11. Lingkungan, ruang, dan bangunan RS harus selalu dalam keadaan bersih dan
tersedia fasilitas sanitasi secara kualitas dan kuantitas yang memenuhi
persyaratan kesehatan sehingga tidak memungkinkan sebagai tempat
berenang dan berkembangbiaknya serangga, binatang pengerat, dan
binatang pengganggu lainnya.
12. Jalur lalu lintas pejalan kaki dan jalur kendaraan harus dipisahkan.
Jalur pejalan kaki : lebar, tidak licin, mengakomodasi penyandang cacat,
memiliki rambu atau marka yang jelas, bebas penghalang dan memiliki rel
pemandu.
Jalur kendaraan : cukup lebar, konstruksi kuat, tidak berlubang, drainase
baik, memiliki pembatas kecepatan (polisi tidur), marka jalan jelas, memiliki
tanda petunjuk tinggi atau lebar maksimum, memungkinkan titik perlintasan
dan parker, menyediakan penyeberangan bagi pejalan kaki
13. Ketetapan yang di atur oleh the environment protection act 1990
mendefenisikan : Polutan : limbah padat di buang ke tanah, limbah cair di
buang ke tanah atau saluran air, dibuang ke atmosfer, bising dalam
komunitas masyarakat ; Limbah terkendali : limbah rumah tangga, limbah
industri, limbah usaha komersial; Limbah khusus : limbah terkendali yang
berbahaya sehingga membutuhkan prosedur pembuangan khusus.
14. Kriteria limbah berbahaya
 Dapat menyala/mudah menyala
 Iritan
 Berbahaya
 Beracun
 Karsinogenik
 Korosif
 Produk obat-obatan yang hanya diresepkan
BAB III
DAMPAK DARI MANAJEMEN RESIKO DI LUAR GEDUNG RUMAH SAKIT

Penyakit akibat kerja adalah penyakit yang disebabkan oleh pekerja dan lingkungan
kerja.

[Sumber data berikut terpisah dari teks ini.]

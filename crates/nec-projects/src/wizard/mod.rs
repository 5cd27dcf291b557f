//! Interactive wizard: question model, prompt runner, and the project wizard

mod definition;
mod question;
mod runner;

pub use definition::{
    keys, project_questions, project_wizard, validate_project_name, CREATE_PROJECT, EXIT,
};
pub use question::{Answer, AnswerSet, Question, QuestionKind, ValidatorFn, VisibilityFn};
pub use runner::{Prompter, Runner, WizardOutcome, EMPTY_INPUT_MESSAGE};
//! # nec-core
//!
//! Core library for the NEC CLI providing:
//! - Runtime configuration with layered precedence (embedded, file, environment)
//! - Shared error type
//! - Home directory resolution

pub mod config;
pub mod error;
pub mod types;
pub mod utils;

pub use config::HierarchicalConfigLoader;
pub use error::{Error, Result};
pub use types::RuntimeConfig;
pub use utils::get_home_dir;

Berbagai potensi bahaya kesehatan dan kemungkinan dampaknya, antara lain :
A. ASPEK FISIK
1. Suara tinggi yang bising melalui ambang batas normal bisa mengakinatkan
ketulian
2. Debu yang bisa menyebabkan pneumoconiosis dan sebagainya
3. Temperature tinggi bisa mengakibatkan hyperpireksi, heat cramp, heatstres.
4. Getaran bisa mengakibatkan gangguan proses metabolisme polineurutis,
masalah syaraf
5. Penerangan yang kurang bisa mengakibatkan kerusakan pandangan

B. ASPEK KIMIA
1. Beberapa bahan kimia (desinfektan) yang masuk lewat aliran pernapasan
yang bisa membuat resiko alergi, iritasi, korosif, asphyxia
2. Uap serta gas beracun yang bisa mengakibatkan keracunan

C. ASPEK ERGONOMI
1. Tempat kerja, alat kerja yang tidak ergonomis, langkah kerja yang salah,
konstruksi yang salah hingga bisa mempunyai dampak kelelahan pada tubuh
2. Angkat beban yang berat
3. Tempat statis
4. Tempat membungkuk yang tidak ergonomis.
BAB IV

PENUTUP

A. KESIMPULAN
Resiko akibat kerja di luar lingkungan kerja lebih banyak berpotensi bahaya
dikarenakan kemungkinan terjadi akibat dampak dari aspek fisik, aspek kimia,
aspek ergonomi yang menimbulkan kecelakaan itu sendiri.

B. SARAN
Diharapkan agar lebih berhati-hati dalam bekerja dan selalu mengedepankan
kesehatan dan keselamatan kerja dengan menggunakan alat pelindung diri yang
tepat untuk sebisa mungkin melindungi diri dari penyakit yang ada, agar tidak
terjadi hal-hal yang menimbulkan resiko yang sangat tinggi.